• Material provided:
//! Post repository.

use std::sync::Arc;

use crate::entities::{note, Note};
use outpost_common::{AppError, AppResult};
use sea_orm::{
    ActiveModelTrait, ColumnTrait, Condition, DatabaseConnection, EntityTrait, PaginatorTrait,
    QueryFilter, QueryOrder, QuerySelect,
};

/// Post repository for database operations.
#[derive(Clone)]
pub struct NoteRepository {
    db: Arc<DatabaseConnection>,
}

impl NoteRepository {
    #[must_use]
    pub const fn new(db: Arc<DatabaseConnection>) -> Self {
        Self { db }
    }

    pub async fn find_by_id(&self, id: &str) -> AppResult<Option<note::Model>> {
        Note::find_by_id(id)
            .one(self.db.as_ref())
            .await
            .map_err(|e| AppError::Database(e.to_string()))
    }

    pub async fn get_by_id(&self, id: &str) -> AppResult<note::Model> {
        self.find_by_id(id)
            .await?
            .ok_or_else(|| AppError::NoteNotFound(id.to_string()))
    }

    pub async fn find_by_local_id(&self, local_id: &str) -> AppResult<Option<note::Model>> {
        Note::find()
            .filter(note::Column::LocalId.eq(local_id))
            .one(self.db.as_ref())
            .await
            .map_err(|e| AppError::Database(e.to_string()))
    }

    pub async fn create(&self, model: note::ActiveModel) -> AppResult<note::Model> {
        model
            .insert(self.db.as_ref())
            .await
            .map_err(|e| AppError::Database(e.to_string()))
    }

    pub async fn update(&self, model: note::ActiveModel) -> AppResult<note::Model> {
        model
            .update(self.db.as_ref())
            .await
            .map_err(|e| AppError::Database(e.to_string()))
    }

    /// Direct replies to `note_id`, oldest first — the shape the reply
    /// forwarding engine walks outward from.
    pub async fn find_replies(&self, note_id: &str) -> AppResult<Vec<note::Model>> {
        Note::find()
            .filter(note::Column::ReplyId.eq(note_id))
            .order_by_asc(note::Column::CreatedAt)
            .all(self.db.as_ref())
            .await
            .map_err(|e| AppError::Database(e.to_string()))
    }

    /// Notes by a given actor, newest first, keyset-paginated on `id`.
    pub async fn find_by_actor(
        &self,
        actor_id: &str,
        limit: u64,
        until_id: Option<&str>,
    ) -> AppResult<Vec<note::Model>> {
        let mut condition = Condition::all()
            .add(note::Column::ActorId.eq(actor_id))
            .add(note::Column::DeletedAt.is_null());

        if let Some(until) = until_id {
            condition = condition.add(note::Column::Id.lt(until));
        }

        Note::find()
            .filter(condition)
            .order_by_desc(note::Column::Id)
            .limit(limit)
            .all(self.db.as_ref())
            .await
            .map_err(|e| AppError::Database(e.to_string()))
    }

    /// Public, local notes only — backs the `local` command.
    pub async fn find_local_public(
        &self,
        limit: u64,
        until_id: Option<&str>,
    ) -> AppResult<Vec<note::Model>> {
        let mut condition = Condition::all()
            .add(note::Column::Visibility.eq(note::Visibility::Public))
            .add(note::Column::IsLocal.eq(true))
            .add(note::Column::DeletedAt.is_null());

        if let Some(until) = until_id {
            condition = condition.add(note::Column::Id.lt(until));
        }

        Note::find()
            .filter(condition)
            .order_by_desc(note::Column::Id)
            .limit(limit)
            .all(self.db.as_ref())
            .await
            .map_err(|e| AppError::Database(e.to_string()))
    }

    /// Public, non-deleted notes by a given actor — backs the outbox
    /// collection summary's `totalItems`.
    pub async fn count_public_by_actor(&self, actor_id: &str) -> AppResult<u64> {
        Note::find()
            .filter(note::Column::ActorId.eq(actor_id))
            .filter(note::Column::Visibility.eq(note::Visibility::Public))
            .filter(note::Column::DeletedAt.is_null())
            .count(self.db.as_ref())
            .await
            .map_err(|e| AppError::Database(e.to_string()))
    }

    /// Local, non-deleted notes, regardless of visibility — backs `NodeInfo`'s
    /// `usage.localPosts`.
    pub async fn count_local(&self) -> AppResult<u64> {
        Note::find()
            .filter(note::Column::IsLocal.eq(true))
            .filter(note::Column::DeletedAt.is_null())
            .count(self.db.as_ref())
            .await
            .map_err(|e| AppError::Database(e.to_string()))
    }

    pub async fn increment_replies_count(&self, note_id: &str) -> AppResult<()> {
        if let Some(model) = self.find_by_id(note_id).await? {
            let replies_count = model.replies_count + 1;
            let mut active: note::ActiveModel = model.into();
            active.replies_count = sea_orm::Set(replies_count);
            active
                .update(self.db.as_ref())
                .await
                .map_err(|e| AppError::Database(e.to_string()))?;
        }
        Ok(())
    }

    pub async fn increment_shares_count(&self, note_id: &str) -> AppResult<()> {
        if let Some(model) = self.find_by_id(note_id).await? {
            let shares_count = model.shares_count + 1;
            let mut active: note::ActiveModel = model.into();
            active.shares_count = sea_orm::Set(shares_count);
            active
                .update(self.db.as_ref())
                .await
                .map_err(|e| AppError::Database(e.to_string()))?;
        }
        Ok(())
    }

    pub async fn decrement_shares_count(&self, note_id: &str) -> AppResult<()> {
        if let Some(model) = self.find_by_id(note_id).await? {
            let shares_count = (model.shares_count - 1).max(0);
            let mut active: note::ActiveModel = model.into();
            active.shares_count = sea_orm::Set(shares_count);
            active
                .update(self.db.as_ref())
                .await
                .map_err(|e| AppError::Database(e.to_string()))?;
        }
        Ok(())
    }
}

#[cfg(test)]
mod tests {
    use super::*;
    use chrono::Utc;
    use sea_orm::{DatabaseBackend, MockDatabase};
    use serde_json::json;

    fn local_note(id: &str, local_id: &str, actor_id: &str) -> note::Model {
        note::Model {
            id: id.to_string(),
            local_id: local_id.to_string(),
            actor_id: actor_id.to_string(),
            actor_host: None,
            text: Some("hello".to_string()),
            cw: None,
            visibility: note::Visibility::Public,
            reply_id: None,
            thread_id: None,
            mentions: json!([]),
            visible_actor_ids: json!([]),
            tags: json!([]),
            replies_count: 0,
            shares_count: 0,
            is_local: true,
            raw: None,
            deleted_at: None,
            created_at: Utc::now().into(),
            edited_at: None,
        }
    }

    #[tokio::test]
    async fn find_by_local_id_found() {
        let note = local_note("https://example.test/notes/1", "abc123", "https://example.test/users/alice");
        let db = Arc::new(
            MockDatabase::new(DatabaseBackend::Sqlite)
                .append_query_results([[note.clone()]])
                .into_connection(),
        );
        let repo = NoteRepository::new(db);
        let found = repo.find_by_local_id("abc123").await.unwrap();
        assert_eq!(found.unwrap().id, "https://example.test/notes/1");
    }

    #[tokio::test]
    async fn get_by_id_missing_is_not_found_error() {
        let db = Arc::new(
            MockDatabase::new(DatabaseBackend::Sqlite)
                .append_query_results([Vec::<note::Model>::new()])
                .into_connection(),
        );
        let repo = NoteRepository::new(db);
        let err = repo.get_by_id("missing").await.unwrap_err();
        assert!(matches!(err, AppError::NoteNotFound(_)));
    }
}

• Problem requirements: Could you copy every record above exactly as it stands?

• Solved problem:
//! Post repository.

use std::sync::Arc;

use crate::entities::{note, Note};
use outpost_common::{AppError, AppResult};
use sea_orm::{
    ActiveModelTrait, ColumnTrait, Condition, DatabaseConnection, EntityTrait, PaginatorTrait,
    QueryFilter, QueryOrder, QuerySelect,
};

/// Post repository for database operations.
#[derive(Clone)]
pub struct NoteRepository {
    db: Arc<DatabaseConnection>,
}

impl NoteRepository {
    #[must_use]
    pub const fn new(db: Arc<DatabaseConnection>) -> Self {
        Self { db }
    }

    pub async fn find_by_id(&self, id: &str) -> AppResult<Option<note::Model>> {
        Note::find_by_id(id)
            .one(self.db.as_ref())
            .await
            .map_err(|e| AppError::Database(e.to_string()))
    }

    pub async fn get_by_id(&self, id: &str) -> AppResult<note::Model> {
        self.find_by_id(id)
            .await?
            .ok_or_else(|| AppError::NoteNotFound(id.to_string()))
    }

    pub async fn find_by_local_id(&self, local_id: &str) -> AppResult<Option<note::Model>> {
        Note::find()
            .filter(note::Column::LocalId.eq(local_id))
            .one(self.db.as_ref())
            .await
            .map_err(|e| AppError::Database(e.to_string()))
    }

    pub async fn create(&self, model: note::ActiveModel) -> AppResult<note::Model> {
        model
            .insert(self.db.as_ref())
            .await
            .map_err(|e| AppError::Database(e.to_string()))
    }

    pub async fn update(&self, model: note::ActiveModel) -> AppResult<note::Model> {
        model
            .update(self.db.as_ref())
            .await
            .map_err(|e| AppError::Database(e.to_string()))
    }

    /// Direct replies to `note_id`, oldest first — the shape the reply
    /// forwarding engine walks outward from.
    pub async fn find_replies(&self, note_id: &str) -> AppResult<Vec<note::Model>> {
        Note::find()
            .filter(note::Column::ReplyId.eq(note_id))
            .order_by_asc(note::Column::CreatedAt)
            .all(self.db.as_ref())
            .await
            .map_err(|e| AppError::Database(e.to_string()))
    }

    /// Notes by a given actor, newest first, keyset-paginated on `id`.
    pub async fn find_by_actor(
        &self,
        actor_id: &str,
        limit: u64,
        until_id: Option<&str>,
    ) -> AppResult<Vec<note::Model>> {
        let mut condition = Condition::all()
            .add(note::Column::ActorId.eq(actor_id))
            .add(note::Column::DeletedAt.is_null());

        if let Some(until) = until_id {
            condition = condition.add(note::Column::Id.lt(until));
        }

        Note::find()
            .filter(condition)
            .order_by_desc(note::Column::Id)
            .limit(limit)
            .all(self.db.as_ref())
            .await
            .map_err(|e| AppError::Database(e.to_string()))
    }

    /// Public, local notes only — backs the `local` command.
    pub async fn find_local_public(
        &self,
        limit: u64,
        until_id: Option<&str>,
    ) -> AppResult<Vec<note::Model>> {
        let mut condition = Condition::all()
            .add(note::Column::Visibility.eq(note::Visibility::Public))
            .add(note::Column::IsLocal.eq(true))
            .add(note::Column::DeletedAt.is_null());

        if let Some(until) = until_id {
            condition = condition.add(note::Column::Id.lt(until));
        }

        Note::find()
            .filter(condition)
            .order_by_desc(note::Column::Id)
            .limit(limit)
            .all(self.db.as_ref())
            .await
            .map_err(|e| AppError::Database(e.to_string()))
    }

    /// Public, non-deleted notes by a given actor — backs the outbox
    /// collection summary's `totalItems`.
    pub async fn count_public_by_actor(&self, actor_id: &str) -> AppResult<u64> {
        Note::find()
            .filter(note::Column::ActorId.eq(actor_id))
            .filter(note::Column::Visibility.eq(note::Visibility::Public))
            .filter(note::Column::DeletedAt.is_null())
            .count(self.db.as_ref())
            .await
            .map_err(|e| AppError::Database(e.to_string()))
    }

    /// Local, non-deleted notes, regardless of visibility — backs `NodeInfo`'s
    /// `usage.localPosts`.
    pub async fn count_local(&self) -> AppResult<u64> {
        Note::find()
            .filter(note::Column::IsLocal.eq(true))
            .filter(note::Column::DeletedAt.is_null())
            .count(self.db.as_ref())
            .await
            .map_err(|e| AppError::Database(e.to_string()))
    }

    pub async fn increment_replies_count(&self, note_id: &str) -> AppResult<()> {
        if let Some(model) = self.find_by_id(note_id).await? {
            let replies_count = model.replies_count + 1;
            let mut active: note::ActiveModel = model.into();
            active.replies_count = sea_orm::Set(replies_count);
            active
                .update(self.db.as_ref())
                .await
                .map_err(|e| AppError::Database(e.to_string()))?;
        }
        Ok(())
    }

    pub async fn increment_shares_count(&self, note_id: &str) -> AppResult<()> {
        if let Some(model) = self.find_by_id(note_id).await? {
            let shares_count = model.shares_count + 1;
            let mut active: note::ActiveModel = model.into();
            active.shares_count = sea_orm::Set(shares_count);
            active
                .update(self.db.as_ref())
                .await
                .map_err(|e| AppError::Database(e.to_string()))?;
        }
        Ok(())
    }

    pub async fn decrement_shares_count(&self, note_id: &str) -> AppResult<()> {
        if let Some(model) = self.find_by_id(note_id).await? {
            let shares_count = (model.shares_count - 1).max(0);
            let mut active: note::ActiveModel = model.into();
            active.shares_count = sea_orm::Set(shares_count);
            active
                .update(self.db.as_ref())
                .await
                .map_err(|e| AppError::Database(e.to_string()))?;
        }
        Ok(())
    }
}

#[cfg(test)]
mod tests {
    use super::*;
    use chrono::Utc;
    use sea_orm::{DatabaseBackend, MockDatabase};
    use serde_json::json;

    fn local_note(id: &str, local_id: &str, actor_id: &str) -> note::Model {
        note::Model {
            id: id.to_string(),
            local_id: local_id.to_string(),
            actor_id: actor_id.to_string(),
            actor_host: None,
            text: Some("hello".to_string()),
            cw: None,
            visibility: note::Visibility::Public,
            reply_id: None,
            thread_id: None,
            mentions: json!([]),
            visible_actor_ids: json!([]),
            tags: json!([]),
            replies_count: 0,
            shares_count: 0,
            is_local: true,
            raw: None,
            deleted_at: None,
            created_at: Utc::now().into(),
            edited_at: None,
        }
    }

    #[tokio::test]
    async fn find_by_local_id_found() {
        let note = local_note("https://example.test/notes/1", "abc123", "https://example.test/users/alice");
        let db = Arc::new(
            MockDatabase::new(DatabaseBackend::Sqlite)
                .append_query_results([[note.clone()]])
                .into_connection(),
        );
        let repo = NoteRepository::new(db);
        let found = repo.find_by_local_id("abc123").await.unwrap();
        assert_eq!(found.unwrap().id, "https://example.test/notes/1");
    }

    #[tokio::test]
    async fn get_by_id_missing_is_not_found_error() {
        let db = Arc::new(
            MockDatabase::new(DatabaseBackend::Sqlite)
                .append_query_results([Vec::<note::Model>::new()])
                .into_connection(),
        );
        let repo = NoteRepository::new(db);
        let err = repo.get_by_id("missing").await.unwrap_err();
        assert!(matches!(err, AppError::NoteNotFound(_)));
    }
}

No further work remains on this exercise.